Ladispoli, “Città dell’Arte” Museo a Cielo Aperto

CONVEGNO ‘LADISPOLI CITTA’ DELL’ARTE’, A CURARE IL SERVIZIO DI ACCOGLIENZA SARANNO GLI STUDENTI DELL’ ALBERGHIERO DI LADISPOLI

 

Nuovo appuntamento per gli studenti dell’Indirizzo di Ricevimento dell’Alberghiero di Ladispoli che venerdì 27 settembre, coordinati dalla loro Docente Prof.ssa Carmen Piccolo, cureranno il servizio di accoglienza dei partecipanti al convegno “Ladispoli città dell’arte. Museo a cielo aperto”. “La formazione in campo è esperienza insostituibile di formazione e di crescita – ha sottolineato la Dirigente Scolastica dell’Istituto Superiore ‘Giuseppe Di Vittorio’ Prof.ssa Vincenza La Rosa – tanto più quando consente di dare sostanza e contenuto a un rapporto di fattiva collaborazione con gli atri soggetti istituzionali del territorio. Riteniamo fondamentale contribuire alla valorizzazione del tessuto sociale e culturale della nostra città. – ha aggiunto – L’Istituto Alberghiero di Ladispoli, nelle sue varie articolazioni, rappresenta ormai da decenni un importantissimo punto di riferimento per l’intera cittadinanza e ha formato generazioni di operatori del settore turistico e ristorativo, la cui professionalità è unanimemente riconosciuta”.

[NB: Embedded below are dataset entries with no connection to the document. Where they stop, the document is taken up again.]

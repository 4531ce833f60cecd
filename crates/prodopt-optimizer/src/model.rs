//! 模型建構：產品目錄 + 資源產能 -> 混合整數線性規劃

use std::collections::HashSet;

use prodopt_core::{ProdOptError, Product, Resource};
use rust_decimal::Decimal;
use serde::Serialize;

/// 決策變數（每個產品一個非負整數）
#[derive(Debug, Clone, PartialEq, Serialize)]
pub struct DecisionVariable {
    pub product_id: String,
    pub lower_bound: u64,
    pub upper_bound: Option<u64>,
}

/// 資源產能約束：Σ coefficients[i] * x[i] <= capacity
#[derive(Debug, Clone, PartialEq, Serialize)]
pub struct CapacityConstraint {
    pub resource_id: String,

    /// 依變數順序排列的係數
    pub coefficients: Vec<Decimal>,

    pub capacity: Decimal,
}

impl CapacityConstraint {
    /// 約束左側在指定數量下的值
    pub fn activity(&self, quantities: &[u64]) -> Option<Decimal> {
        self.coefficients
            .iter()
            .zip(quantities)
            .try_fold(Decimal::ZERO, |acc, (coefficient, &quantity)| {
                coefficient
                    .checked_mul(Decimal::from(quantity))
                    .and_then(|term| acc.checked_add(term))
            })
    }

    /// 所有係數皆為 0（約束恆成立）
    pub fn is_trivial(&self) -> bool {
        self.coefficients.iter().all(|c| c.is_zero())
    }
}

/// 模型警告
#[derive(Debug, Clone, PartialEq, Serialize)]
pub struct ModelWarning {
    pub product_id: String,
    pub message: String,
    pub severity: WarningSeverity,
}

impl ModelWarning {
    pub fn new(product_id: String, message: String, severity: WarningSeverity) -> Self {
        Self {
            product_id,
            message,
            severity,
        }
    }

    pub fn info(product_id: String, message: String) -> Self {
        Self::new(product_id, message, WarningSeverity::Info)
    }

    pub fn warning(product_id: String, message: String) -> Self {
        Self::new(product_id, message, WarningSeverity::Warning)
    }
}

#[derive(Debug, Clone, Copy, PartialEq, Eq, Serialize)]
pub enum WarningSeverity {
    Info,
    Warning,
}

/// 待求解的優化模型
#[derive(Debug, Clone, PartialEq, Serialize)]
pub struct OptimizationModel {
    variables: Vec<DecisionVariable>,
    objective: Vec<Decimal>,
    constraints: Vec<CapacityConstraint>,
    warnings: Vec<ModelWarning>,
}

impl OptimizationModel {
    pub fn variables(&self) -> &[DecisionVariable] {
        &self.variables
    }

    /// 目標函數係數（最大化），依變數順序
    pub fn objective(&self) -> &[Decimal] {
        &self.objective
    }

    pub fn constraints(&self) -> &[CapacityConstraint] {
        &self.constraints
    }

    pub fn warnings(&self) -> &[ModelWarning] {
        &self.warnings
    }

    pub fn num_variables(&self) -> usize {
        self.variables.len()
    }

    /// 精確計算目標值，溢位時回傳 None
    pub fn evaluate_objective(&self, quantities: &[u64]) -> Option<Decimal> {
        self.objective
            .iter()
            .zip(quantities)
            .try_fold(Decimal::ZERO, |acc, (profit, &quantity)| {
                profit
                    .checked_mul(Decimal::from(quantity))
                    .and_then(|term| acc.checked_add(term))
            })
    }

    /// 以十進位精確檢查可行性（含上下界）
    pub fn is_feasible(&self, quantities: &[u64]) -> bool {
        if quantities.len() != self.variables.len() {
            return false;
        }

        let within_bounds = self.variables.iter().zip(quantities).all(|(var, &q)| {
            q >= var.lower_bound && var.upper_bound.map_or(true, |ub| q <= ub)
        });

        within_bounds
            && self.constraints.iter().all(|c| match c.activity(quantities) {
                Some(used) => used <= c.capacity,
                None => false,
            })
    }

    /// 目標可無限增加的產品：正利潤、不耗用任何資源且沒有上限
    pub fn unbounded_products(&self) -> Vec<String> {
        self.variables
            .iter()
            .enumerate()
            .filter(|(i, var)| {
                self.objective[*i] > Decimal::ZERO
                    && var.upper_bound.is_none()
                    && self.constraints.iter().all(|c| c.coefficients[*i].is_zero())
            })
            .map(|(_, var)| var.product_id.clone())
            .collect()
    }
}

/// 模型建構器
pub struct ModelBuilder;

impl ModelBuilder {
    /// 建立優化模型
    ///
    /// 變數依產品順序、約束依資源順序排列。
    pub fn build(
        products: &[Product],
        resources: &[Resource],
    ) -> prodopt_core::Result<OptimizationModel> {
        Self::validate(products, resources)?;

        let variables = products
            .iter()
            .map(|p| DecisionVariable {
                product_id: p.id.clone(),
                lower_bound: p.minimum_quantity.unwrap_or(0),
                upper_bound: p.maximum_quantity,
            })
            .collect();

        let objective = products.iter().map(|p| p.profit).collect();

        let constraints = resources
            .iter()
            .map(|r| CapacityConstraint {
                resource_id: r.id.clone(),
                coefficients: products.iter().map(|p| p.consumption_of(&r.id)).collect(),
                capacity: r.capacity,
            })
            .collect();

        let warnings = Self::collect_warnings(products);
        for warning in &warnings {
            match warning.severity {
                WarningSeverity::Warning => {
                    tracing::warn!("產品 {}: {}", warning.product_id, warning.message)
                }
                WarningSeverity::Info => {
                    tracing::debug!("產品 {}: {}", warning.product_id, warning.message)
                }
            }
        }

        Ok(OptimizationModel {
            variables,
            objective,
            constraints,
            warnings,
        })
    }

    fn validate(products: &[Product], resources: &[Resource]) -> prodopt_core::Result<()> {
        if products.is_empty() {
            return Err(ProdOptError::invalid_model("products", "至少需要一個產品"));
        }
        if resources.is_empty() {
            return Err(ProdOptError::invalid_model("resources", "至少需要一個資源"));
        }

        let mut resource_ids = HashSet::new();
        for (index, resource) in resources.iter().enumerate() {
            if resource.id.is_empty() {
                return Err(ProdOptError::invalid_model(
                    format!("resources[{}].id", index),
                    "資源ID不可為空",
                ));
            }
            if !resource_ids.insert(resource.id.as_str()) {
                return Err(ProdOptError::invalid_model(
                    format!("resources[{}].id", resource.id),
                    "資源ID重複",
                ));
            }
            if resource.capacity < Decimal::ZERO {
                return Err(ProdOptError::invalid_model(
                    format!("resources[{}].capacity", resource.id),
                    format!("產能不可為負: {}", resource.capacity),
                ));
            }
        }

        let mut product_ids = HashSet::new();
        for (index, product) in products.iter().enumerate() {
            if product.id.is_empty() {
                return Err(ProdOptError::invalid_model(
                    format!("products[{}].id", index),
                    "產品ID不可為空",
                ));
            }
            if !product_ids.insert(product.id.as_str()) {
                return Err(ProdOptError::invalid_model(
                    format!("products[{}].id", product.id),
                    "產品ID重複",
                ));
            }
            if product.profit < Decimal::ZERO {
                return Err(ProdOptError::invalid_model(
                    format!("products[{}].profit", product.id),
                    format!("利潤不可為負: {}", product.profit),
                ));
            }
            for (resource_id, rate) in &product.consumption {
                let field = format!("products[{}].consumption[{}]", product.id, resource_id);
                if !resource_ids.contains(resource_id.as_str()) {
                    return Err(ProdOptError::invalid_model(field, "引用了不存在的資源"));
                }
                if *rate < Decimal::ZERO {
                    return Err(ProdOptError::invalid_model(field, format!("耗用量不可為負: {}", rate)));
                }
            }
            if let (Some(min), Some(max)) = (product.minimum_quantity, product.maximum_quantity) {
                if min > max {
                    return Err(ProdOptError::invalid_model(
                        format!("products[{}].minimum_quantity", product.id),
                        format!("最低生產量 {} 大於最高生產量 {}", min, max),
                    ));
                }
            }
        }

        Ok(())
    }

    fn collect_warnings(products: &[Product]) -> Vec<ModelWarning> {
        let mut warnings = Vec::new();

        for product in products {
            if product.profit.is_zero() {
                warnings.push(ModelWarning::info(
                    product.id.clone(),
                    "利潤為 0，不會改善目標值".to_string(),
                ));
            } else if !product.consumes_any() && product.maximum_quantity.is_none() {
                warnings.push(ModelWarning::warning(
                    product.id.clone(),
                    "不耗用任何資源且沒有生產上限，目標值無上界".to_string(),
                ));
            }
        }

        warnings
    }
}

Il convegno, che si svolgerà dalle 17 alle 20 nell’Aula Consiliare di Piazza ‘G. Falcone’, vedrà come relatori il Sindaco Alessandro Grando, l’Arch. Veronica De Santis, Assessore ai Lavori Pubblici, la Dott.ssa Amelia Graziano Mollica, Assessore al Personale, la Dott.ssa Francesca Lazzeri, Assessore al Commercio e alle Attività Produttive, il Dott. Marco Milani, Assessore alla Cultura e il Delegato all’Arte Andrea Cerqua. A moderare il dibattito sarà il Dott.Raffaele Cavaliere, Delegato alla Scuola, all’Arte e alla Cultura del Comune di Ladispoli. L’obiettivo – spiega in una nota Raffaele Cavaliere – è quello di trasformare la città in un laboratorio e in un autentico museo a cielo aperto, attraverso la realizzazione di installazioni e opere artistiche che favoriscano l’educazione al bello e al senso estetico, alimentando lo spirito di appartenenza alla comunità e al territorio. “Un atto pedagogico” in grado di orientare tutti i cittadini verso la sensibilità e la cura del ‘bene comune’. Scuola, Amministrazione e imprenditori locali saranno chiamati a svolgere il loro ruolo come parti attive e integranti delle varie manifestazioni e iniziative culturali che si svolgeranno nel territorio: un’occasione imperdibile per dar vita a efficaci sinergie che metteranno alla prova le capacità e la creatività di tutti i cittadini.